I would advise to you to try to do an anastomosis if its feasible, whether you think its better a side-to-side or end-to-side one. If you think it would jeopardize patient's well being or the discrepancy between ileum and colon is too high, divert and wait.
I don't think these patients have a high index of associated malformations, but I wouldn't mind using non-invasive, non-radiation methods to find out.
another option would be TTES - T-tube enterostomy. You can control the healing process of anastomotic site, decompress dilated intestine and have an opportunity to check the GI tube in any doubt of its patency. If you are interested in really of what I am writing about, you can find my articles in the web.
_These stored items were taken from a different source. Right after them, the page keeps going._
//! Rating system configuration

use crate::error::{Result, RosterError};
use crate::types::DEFAULT_RATING;
use serde::{Deserialize, Serialize};

/// K-factor used when none is configured
pub const DEFAULT_K_FACTOR: f64 = 32.0;

/// Elo parameters and pairing behaviour
#[derive(Debug, Clone, PartialEq, Serialize, Deserialize)]
#[serde(default)]
pub struct RatingConfig {
    /// Sensitivity of each update
    pub k_factor: f64,
    /// Rating assigned to newly registered characters
    pub initial_rating: f64,
    /// Fixed seed for the pairing selector; random when unset
    pub pairing_seed: Option<u64>,
}

impl Default for RatingConfig {
    fn default() -> Self {
        Self {
            k_factor: DEFAULT_K_FACTOR,
            initial_rating: DEFAULT_RATING,
            pairing_seed: None,
        }
    }
}

impl RatingConfig {
    /// Validate configuration parameters
    pub fn validate(&self) -> Result<()> {
        if !self.k_factor.is_finite() || self.k_factor <= 0.0 {
            return Err(RosterError::ConfigurationError {
                message: format!("K-factor must be positive, got {}", self.k_factor),
            }
            .into());
        }

        if !self.initial_rating.is_finite() {
            return Err(RosterError::ConfigurationError {
                message: "Initial rating must be a finite number".to_string(),
            }
            .into());
        }

        Ok(())
    }
}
Hi Hisham. We avoid stomas for atresia if possible. If the patient has short bowel, tapering with an end: spatulated end anastomosis; otherwise resection to fair-size calibre if enough length of bowel to allow end: end or end: spatulated end (up to 4:1 size ratio) primary anastomosis. If extremely short bowel and considering STEP or LILT procedure on dilated proximal bowel will still try to do primary end: side anastomosis in the interval rather than stoma, but motility problems in dilated bowel can cause problems with translocation and sepsis. We struggle with nutritional support for high output stomas due to limited resources.
I'm preferring primary anastmosis, but if the situations of the baby or the facilities are not feasible, a covering stoma will save the baby and take him for further repair.
In this situation I would resect the very dilated ileal end and flush the colon with saline to check for patency and to remove any plugs. I would then perform an end to back anastomosis with a Dennis-Browne antemesenteric border split. 10% will have cystic fibrosis, so it is important to look for delta-f508 and related genes.
Dear Dr. Roy thank you so much for your simple and to the target answer. What I really did is nearly the same but I did side to side anastmosis after excision of the dilated ileal loop. But 3 days later the baby developed peritonitis and needed for re-entry that revealed a gangrenous ileal loop about 2 cm from the anastmosis that was sealed. An ileostomy has been done.